* [Exercise requirements]
The answer must restate every entry below word for word.

*** Data for this exercise Section Begins ***

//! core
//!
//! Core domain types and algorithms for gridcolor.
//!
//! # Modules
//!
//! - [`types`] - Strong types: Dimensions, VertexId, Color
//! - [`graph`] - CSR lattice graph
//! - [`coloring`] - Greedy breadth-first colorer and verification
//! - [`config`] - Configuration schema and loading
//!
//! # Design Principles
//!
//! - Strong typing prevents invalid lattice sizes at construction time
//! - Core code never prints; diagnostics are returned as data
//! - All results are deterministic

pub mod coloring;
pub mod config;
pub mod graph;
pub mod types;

*** Data for this exercise Section Ends ***

* [Solution]
//! core
//!
//! Core domain types and algorithms for gridcolor.
//!
//! # Modules
//!
//! - [`types`] - Strong types: Dimensions, VertexId, Color
//! - [`graph`] - CSR lattice graph
//! - [`coloring`] - Greedy breadth-first colorer and verification
//! - [`config`] - Configuration schema and loading
//!
//! # Design Principles
//!
//! - Strong typing prevents invalid lattice sizes at construction time
//! - Core code never prints; diagnostics are returned as data
//! - All results are deterministic

pub mod coloring;
pub mod config;
pub mod graph;
pub mod types;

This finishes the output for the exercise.